Two others rivals, the country buffoon Bob Acres and Irish gent Sir Lucius O’ Trigger (Adrian McLoughlin), also compete for Miss Languish’s affections.
Matters are complicated further when the unfortunate O’Trigger is tricked by the not-so-simple Lucy (Hannah Stokely) into courting the antique Mrs Malaprop instead of her niece.
The burgeoning romance between the neurotic Faulkland, played to perfection by a long-faced Adam Jackson-Smith, and his long-suffering Julia (Justine Mitchell) has the audience in stitches.
West End heavyweight Nicholas Le Provost also gives a barnstorming performance as the apoplectic Captain Absolute.
Cadell’s masterstroke is in ramping up the camp. Each gesture is slightly overdone until the characters gently mock their own pretensions.
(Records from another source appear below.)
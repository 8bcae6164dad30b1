//! Foreground focus loop.
//!
//! One task owns the [`AppState`] and the only [`Countdown`]. It waits on
//! either the next tick or the next user input, applies it, reports the
//! resulting events, then re-synchronises the countdown with the engine:
//! running means an active countdown, anything else drops it.

use tokio::sync::mpsc;

use crate::app_state::AppState;
use crate::error::CoreError;
use crate::events::Event;
use crate::timer::Countdown;

/// Buttons on the timer screen.
#[derive(Debug, Clone, Copy, PartialEq, Eq)]
pub enum FocusInput {
    Start,
    Pause,
    Toggle,
    Quit,
    ConfirmQuit,
    /// "Keep going" on the quit prompt.
    CancelQuit,
}

/// Something the front end should render.
#[derive(Debug)]
pub enum FocusUpdate<'a> {
    Event(&'a Event),
    /// A second passed without a transition.
    Tick { time_left_secs: u64 },
    /// The input was refused, e.g. starting while the companion is gone.
    Rejected(FocusInput, &'a CoreError),
}

enum Step {
    Tick,
    Input(FocusInput),
    Closed,
}

/// Run until the input channel closes. `on_update` sees the state after
/// each step alongside what changed.
pub async fn run_focus_loop<F>(
    app: &mut AppState,
    mut inputs: mpsc::Receiver<FocusInput>,
    mut on_update: F,
) where
    F: FnMut(&AppState, FocusUpdate<'_>),
{
    let mut countdown = Countdown::new();
    sync_countdown(&mut countdown, app);

    loop {
        let step = tokio::select! {
            _ = countdown.next_tick() => Step::Tick,
            input = inputs.recv() => match input {
                Some(input) => Step::Input(input),
                None => Step::Closed,
            },
        };

        let events = match step {
            Step::Closed => break,
            Step::Tick => {
                let events = app.tick_timer().await;
                if events.is_empty() {
                    let time_left_secs = app.timer().time_left_secs();
                    on_update(app, FocusUpdate::Tick { time_left_secs });
                }
                events
            }
            Step::Input(input) => match apply_input(app, input) {
                Ok(events) => events,
                Err(e) => {
                    tracing::warn!(?input, error = %e, "focus input rejected");
                    on_update(app, FocusUpdate::Rejected(input, &e));
                    Vec::new()
                }
            },
        };

        for event in &events {
            on_update(app, FocusUpdate::Event(event));
        }
        sync_countdown(&mut countdown, app);
    }
    tracing::debug!("focus loop stopped");
}

fn apply_input(app: &mut AppState, input: FocusInput) -> Result<Vec<Event>, CoreError> {
    let events = match input {
        FocusInput::Start => app.start_timer()?.into_iter().collect(),
        FocusInput::Pause => app.pause_timer().into_iter().collect(),
        FocusInput::Toggle => app.toggle_timer()?.into_iter().collect(),
        FocusInput::Quit => vec![app.quit_timer()],
        FocusInput::ConfirmQuit => app.confirm_quit(),
        FocusInput::CancelQuit => app.cancel_quit().into_iter().collect(),
    };
    Ok(events)
}

fn sync_countdown(countdown: &mut Countdown, app: &AppState) {
    if app.timer().is_running() {
        countdown.start();
    } else {
        countdown.stop();
    }
}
But rather than this serving to send up the early comedy, the tongue-in-cheek exaggerations improve the joke – in tune with the eighteenth-century predilection for lampoon and satire.
Unlike the characters, Emma Bailey’s modest set commands minimal attention but nevertheless its subtlety – as hand-drawn clouds are winched comically across the stage – is no less refined.
The Rivals at the Arcola is the pineapple of wit – book now to avoid despisement!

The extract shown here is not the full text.